Data
Start of Block
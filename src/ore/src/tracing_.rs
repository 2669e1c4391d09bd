//! `tracing` subscriber bootstrap, gated behind the `tracing_` feature so
//! that `ccp-provider` and `ccp-provider-aws` can depend on `tracing`
//! directly for instrumentation without pulling in a subscriber.

use tracing_subscriber::EnvFilter;

/// Installs a global `tracing` subscriber that logs to stderr, honoring
/// `RUST_LOG` (falling back to `default_filter` when unset).
///
/// Call this once, near the top of `main`, in any binary that embeds the
/// cloud provider. Panics if a global subscriber is already installed.
pub fn init_tracing_subscriber(default_filter: &str) {
    let filter = EnvFilter::try_from_default_env().unwrap_or_else(|_| EnvFilter::new(default_filter));
    tracing_subscriber::fmt()
        .with_env_filter(filter)
        .with_target(true)
        .init();
}
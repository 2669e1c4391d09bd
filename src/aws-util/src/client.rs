//! Region-scoped AWS SDK client construction.

use aws_types::region::Region;

/// Builds a region-scoped EC2 client from the ambient AWS credential
/// chain (environment, profile, or instance role).
pub async fn ec2_client(region: &str) -> aws_sdk_ec2::Client {
    let config = aws_config::from_env()
        .region(Region::new(region.to_string()))
        .load()
        .await;
    aws_sdk_ec2::Client::new(&config)
}

/// Builds a region-scoped classic ELB client from the same credential
/// chain as [`ec2_client`].
pub async fn elb_client(region: &str) -> aws_sdk_elasticloadbalancing::Client {
    let config = aws_config::from_env()
        .region(Region::new(region.to_string()))
        .load()
        .await;
    aws_sdk_elasticloadbalancing::Client::new(&config)
}
//! The error taxonomy shared by every cloud provider capability.
//!
//! Variants are kinds, not call-site-specific types: a `CloudApiError` may
//! originate from EC2, the classic load balancer API, or anywhere else
//! behind the facade. Context belongs in the message, not in a new variant.

use thiserror::Error;

#[derive(Debug, Error)]
pub enum ProviderError {
    /// Malformed zone, unknown region, or malformed volume/instance name.
    #[error("invalid cloud provider configuration: {0}")]
    ConfigInvalid(String),

    /// The instance metadata service returned a non-200 status or the
    /// request failed at the transport layer.
    #[error("instance metadata unavailable: {0}")]
    MetadataUnavailable(String),

    /// Zero matches where exactly one was required.
    #[error("not found: {0}")]
    NotFound(String),

    /// More than one match where exactly one was required.
    #[error("ambiguous: {0}")]
    Ambiguous(String),

    /// An unclassified failure from the underlying cloud SDK, passed
    /// through with a context prefix.
    #[error("cloud API error: {0}")]
    CloudApiError(String),

    /// An attach/detach poll exceeded its attempt budget.
    #[error("timed out waiting for {0}")]
    Timeout(String),

    /// The cloud returned a structurally unexpected response, e.g. a null
    /// where a response was required.
    #[error("protocol error: {0}")]
    ProtocolError(String),

    /// An address or identifier string did not parse.
    #[error("invalid data: {0}")]
    DataInvalid(String),

    /// A caller asked for a read-only volume attachment.
    #[error("read-only volume attachment is not supported")]
    ReadOnlyUnsupported,

    /// All device letters for an instance are already in use.
    #[error("no device letters available on instance")]
    NoDeviceAvailable,

    /// A load balancer session affinity other than `None` was requested.
    #[error("unsupported load balancer affinity: {0}")]
    UnsupportedAffinity(String),

    /// A caller-supplied public IP was requested for a load balancer.
    #[error("caller-supplied load balancer IP is not supported")]
    PublicIpNotSupported,
}

pub type Result<T> = std::result::Result<T, ProviderError>;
End of Block
Task details
Please give back every line of the listing exactly as it stands.

Task output
filename src/ore/src/tracing_.rs
repository 2669e1c4391d09bd
//! `tracing` subscriber bootstrap, gated behind the `tracing_` feature so
//! that `ccp-provider` and `ccp-provider-aws` can depend on `tracing`
//! directly for instrumentation without pulling in a subscriber.

use tracing_subscriber::EnvFilter;

/// Installs a global `tracing` subscriber that logs to stderr, honoring
/// `RUST_LOG` (falling back to `default_filter` when unset).
///
/// Call this once, near the top of `main`, in any binary that embeds the
/// cloud provider. Panics if a global subscriber is already installed.
pub fn init_tracing_subscriber(default_filter: &str) {
    let filter = EnvFilter::try_from_default_env().unwrap_or_else(|_| EnvFilter::new(default_filter));
    tracing_subscriber::fmt()
        .with_env_filter(filter)
        .with_target(true)
        .init();
}
repository 2669e1c4391d09bd
filename src/aws-util/src/client.rs
//! Region-scoped AWS SDK client construction.

use aws_types::region::Region;

/// Builds a region-scoped EC2 client from the ambient AWS credential
/// chain (environment, profile, or instance role).
pub async fn ec2_client(region: &str) -> aws_sdk_ec2::Client {
    let config = aws_config::from_env()
        .region(Region::new(region.to_string()))
        .load()
        .await;
    aws_sdk_ec2::Client::new(&config)
}

/// Builds a region-scoped classic ELB client from the same credential
/// chain as [`ec2_client`].
pub async fn elb_client(region: &str) -> aws_sdk_elasticloadbalancing::Client {
    let config = aws_config::from_env()
        .region(Region::new(region.to_string()))
        .load()
        .await;
    aws_sdk_elasticloadbalancing::Client::new(&config)
}
//! The error taxonomy shared by every cloud provider capability.
//!
//! Variants are kinds, not call-site-specific types: a `CloudApiError` may
//! originate from EC2, the classic load balancer API, or anywhere else
//! behind the facade. Context belongs in the message, not in a new variant.

use thiserror::Error;

#[derive(Debug, Error)]
pub enum ProviderError {
    /// Malformed zone, unknown region, or malformed volume/instance name.
    #[error("invalid cloud provider configuration: {0}")]
    ConfigInvalid(String),

    /// The instance metadata service returned a non-200 status or the
    /// request failed at the transport layer.
    #[error("instance metadata unavailable: {0}")]
    MetadataUnavailable(String),

    /// Zero matches where exactly one was required.
    #[error("not found: {0}")]
    NotFound(String),

    /// More than one match where exactly one was required.
    #[error("ambiguous: {0}")]
    Ambiguous(String),

    /// An unclassified failure from the underlying cloud SDK, passed
    /// through with a context prefix.
    #[error("cloud API error: {0}")]
    CloudApiError(String),

    /// An attach/detach poll exceeded its attempt budget.
    #[error("timed out waiting for {0}")]
    Timeout(String),

    /// The cloud returned a structurally unexpected response, e.g. a null
    /// where a response was required.
    #[error("protocol error: {0}")]
    ProtocolError(String),

    /// An address or identifier string did not parse.
    #[error("invalid data: {0}")]
    DataInvalid(String),

    /// A caller asked for a read-only volume attachment.
    #[error("read-only volume attachment is not supported")]
    ReadOnlyUnsupported,

    /// All device letters for an instance are already in use.
    #[error("no device letters available on instance")]
    NoDeviceAvailable,

    /// A load balancer session affinity other than `None` was requested.
    #[error("unsupported load balancer affinity: {0}")]
    UnsupportedAffinity(String),

    /// A caller-supplied public IP was requested for a load balancer.
    #[error("caller-supplied load balancer IP is not supported")]
    PublicIpNotSupported,
}

pub type Result<T> = std::result::Result<T, ProviderError>;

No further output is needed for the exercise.